▶ [What you need to do] Among the entries, which lines carry the string "AssetKind"? Copy each of them.

(Source data)
_ _ _ _

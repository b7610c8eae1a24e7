// SPDX-License-Identifier: AGPL-3.0-or-later
//
// Copyright (C) 2026 Relational Network

//! Blockchain types and constants.

use std::{fmt, str::FromStr};

use serde::{Deserialize, Serialize};
use utoipa::ToSchema;

/// Decimals of the native coin (1 SOL = 10^9 lamports).
pub const NATIVE_DECIMALS: u8 = 9;

/// Wrapped SOL mint, used as the asset key when quoting the native coin price.
pub const WRAPPED_SOL_MINT: &str = "So11111111111111111111111111111111111111112";

/// Solana cluster configuration.
#[derive(Debug, Clone)]
pub struct NetworkConfig {
    /// Network name for display
    pub name: &'static str,
    /// Cluster name as used by RPC tooling and the explorer
    pub cluster: &'static str,
    /// Public RPC endpoint URL
    pub rpc_url: &'static str,
}

/// Solana mainnet-beta configuration.
pub const SOLANA_MAINNET: NetworkConfig = NetworkConfig {
    name: "Solana Mainnet Beta",
    cluster: "mainnet-beta",
    rpc_url: "https://api.mainnet-beta.solana.com",
};

/// Solana devnet configuration.
pub const SOLANA_DEVNET: NetworkConfig = NetworkConfig {
    name: "Solana Devnet",
    cluster: "devnet",
    rpc_url: "https://api.devnet.solana.com",
};

/// Solana testnet configuration.
pub const SOLANA_TESTNET: NetworkConfig = NetworkConfig {
    name: "Solana Testnet",
    cluster: "testnet",
    rpc_url: "https://api.testnet.solana.com",
};

const EXPLORER_URL: &str = "https://explorer.solana.com";

/// Selectable ledger deployment.
#[derive(
    Debug, Clone, Copy, Default, PartialEq, Eq, Hash, Serialize, Deserialize, ToSchema,
)]
#[serde(rename_all = "kebab-case")]
pub enum NetworkId {
    #[serde(alias = "mainnet")]
    MainnetBeta,
    #[default]
    Devnet,
    Testnet,
}

impl NetworkId {
    pub const ALL: [NetworkId; 3] = [NetworkId::MainnetBeta, NetworkId::Devnet, NetworkId::Testnet];

    pub fn config(&self) -> &'static NetworkConfig {
        match self {
            NetworkId::MainnetBeta => &SOLANA_MAINNET,
            NetworkId::Devnet => &SOLANA_DEVNET,
            NetworkId::Testnet => &SOLANA_TESTNET,
        }
    }

    pub fn as_str(&self) -> &'static str {
        self.config().cluster
    }

    /// Explorer link for a transaction signature on this network.
    pub fn explorer_tx_url(&self, signature: &str) -> String {
        match self {
            NetworkId::MainnetBeta => format!("{EXPLORER_URL}/tx/{signature}"),
            other => format!("{EXPLORER_URL}/tx/{signature}?cluster={}", other.as_str()),
        }
    }
}

impl fmt::Display for NetworkId {
    fn fmt(&self, f: &mut fmt::Formatter<'_>) -> fmt::Result {
        f.write_str(self.as_str())
    }
}

impl FromStr for NetworkId {
    type Err = UnknownNetwork;

    fn from_str(s: &str) -> Result<Self, Self::Err> {
        match s.trim().to_ascii_lowercase().as_str() {
            "mainnet-beta" | "mainnet" => Ok(NetworkId::MainnetBeta),
            "devnet" => Ok(NetworkId::Devnet),
            "testnet" => Ok(NetworkId::Testnet),
            other => Err(UnknownNetwork(other.to_string())),
        }
    }
}

#[derive(Debug, Clone, PartialEq, Eq, thiserror::Error)]
#[error("Unknown network `{0}` (expected mainnet-beta, devnet or testnet)")]
pub struct UnknownNetwork(pub String);

/// The two asset kinds a burner wallet holds.
#[derive(Debug, Clone, Copy, PartialEq, Eq, Hash, Serialize, Deserialize, ToSchema)]
#[serde(rename_all = "snake_case")]
pub enum AssetKind {
    /// Native SOL
    Native,
    /// The tracked SPL token (USDC)
    Token,
}

impl AssetKind {
    pub fn symbol(&self) -> &'static str {
        match self {
            AssetKind::Native => "SOL",
            AssetKind::Token => USDC_TOKEN.symbol,
        }
    }

    /// Number of decimals between display units and smallest units.
    pub fn decimals(&self) -> u8 {
        match self {
            AssetKind::Native => NATIVE_DECIMALS,
            AssetKind::Token => USDC_TOKEN.decimals,
        }
    }
}

impl fmt::Display for AssetKind {
    fn fmt(&self, f: &mut fmt::Formatter<'_>) -> fmt::Result {
        f.write_str(self.symbol())
    }
}

/// Known SPL tokens.
#[derive(Debug, Clone)]
pub struct SplToken {
    pub symbol: &'static str,
    pub name: &'static str,
    pub decimals: u8,
    /// Mainnet mint address
    pub mainnet_mint: &'static str,
    /// Mint used on devnet and testnet
    pub devnet_mint: &'static str,
}

impl SplToken {
    /// Mint identifier for the given network.
    ///
    /// Testnet has no canonical USDC deployment; it shares the devnet mint.
    pub fn mint_for(&self, network: NetworkId) -> &'static str {
        match network {
            NetworkId::MainnetBeta => self.mainnet_mint,
            NetworkId::Devnet | NetworkId::Testnet => self.devnet_mint,
        }
    }
}

/// USDC, the one tracked fungible token. Pegged 1:1 to the reference currency.
pub const USDC_TOKEN: SplToken = SplToken {
    symbol: "USDC",
    name: "USD Coin",
    decimals: 6,
    mainnet_mint: "EPjFWdd5AufqSSqeM2qN1xzybapC8G4wEGGkZwyTDt1v",
    devnet_mint: "4zMMC9srt5Ri5X14GAgXhaHii3GnPAEERYPJgZJDncDU",
};
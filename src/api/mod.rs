// SPDX-License-Identifier: AGPL-3.0-or-later
//
// Copyright (C) 2026 Relational Network

use axum::{
    http::{header, HeaderValue, Method},
    routing::{get, post},
    Router,
};
use tower_http::{
    cors::{AllowOrigin, CorsLayer},
    trace::TraceLayer,
};
use tracing::warn;
use utoipa::OpenApi;
use utoipa_swagger_ui::SwaggerUi;

use crate::{
    balances::{AssetBalance, BalanceQuery, BalanceQueryFailure, BalanceReport, PriceQuote},
    blockchain::{AssetKind, NetworkId, TransferReceipt},
    models::{
        CreateTransferRequest, ImportWalletRequest, NetworkResponse, RefreshResponse,
        RegenerateWalletRequest, SeedResponse, SetNetworkRequest, TransferResponse,
        WalletResponse,
    },
    state::AppState,
};

pub mod balance;
pub mod health;
pub mod network;
pub mod transfers;
pub mod wallet;

/// CORS restricted to the given origins.
///
/// The API hands out the seed and signs transfers without further
/// authentication, so other origins must never read its responses.
pub fn cors_layer(origins: &[String]) -> CorsLayer {
    let origins: Vec<HeaderValue> = origins
        .iter()
        .filter(|origin| origin.as_str() != "*")
        .filter_map(|origin| match HeaderValue::from_str(origin) {
            Ok(value) => Some(value),
            Err(_) => {
                warn!(%origin, "Ignoring invalid CORS origin");
                None
            }
        })
        .collect();

    CorsLayer::new()
        .allow_origin(AllowOrigin::list(origins))
        .allow_methods([Method::GET, Method::POST, Method::PUT])
        .allow_headers([header::CONTENT_TYPE])
}

pub fn router(state: AppState, cors: CorsLayer) -> Router {
    let v1_routes = Router::new()
        .route("/wallet", get(wallet::get_wallet))
        .route("/wallet/seed", get(wallet::reveal_seed))
        .route("/wallet/import", post(wallet::import_wallet))
        .route("/wallet/regenerate", post(wallet::regenerate_wallet))
        .route(
            "/network",
            get(network::get_network).put(network::set_network),
        )
        .route("/balances", get(balance::get_balances))
        .route("/balances/refresh", post(balance::refresh_balances))
        .route("/transfers", post(transfers::create_transfer));

    Router::new()
        .route("/health", get(health::health))
        .nest("/v1", v1_routes)
        .with_state(state)
        .merge(SwaggerUi::new("/docs").url("/api-doc/openapi.json", ApiDoc::openapi()))
        .layer(TraceLayer::new_for_http())
        .layer(cors)
}

#[derive(OpenApi)]
#[openapi(
    paths(
        health::health,
        wallet::get_wallet,
        wallet::reveal_seed,
        wallet::import_wallet,
        wallet::regenerate_wallet,
        network::get_network,
        network::set_network,
        balance::get_balances,
        balance::refresh_balances,
        transfers::create_transfer
    ),
    components(
        schemas(
            health::HealthResponse,
            WalletResponse,
            SeedResponse,
            ImportWalletRequest,
            RegenerateWalletRequest,
            NetworkId,
            NetworkResponse,
            SetNetworkRequest,
            AssetKind,
            AssetBalance,
            PriceQuote,
            BalanceQuery,
            BalanceQueryFailure,
            BalanceReport,
            RefreshResponse,
            CreateTransferRequest,
            TransferReceipt,
            TransferResponse
        )
    ),
    tags(
        (name = "Health", description = "Liveness"),
        (name = "Wallet", description = "Seed and account management"),
        (name = "Network", description = "Network selection"),
        (name = "Balances", description = "SOL and USDC balances"),
        (name = "Transfers", description = "SOL and USDC transfers")
    )
)]
pub struct ApiDoc;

_ _ _ _

▶ [Exercise response]
pub enum AssetKind {
impl AssetKind {
            AssetKind::Native => "SOL",
            AssetKind::Token => USDC_TOKEN.symbol,
            AssetKind::Native => NATIVE_DECIMALS,
            AssetKind::Token => USDC_TOKEN.decimals,
impl fmt::Display for AssetKind {
    blockchain::{AssetKind, NetworkId, TransferReceipt},
            AssetKind,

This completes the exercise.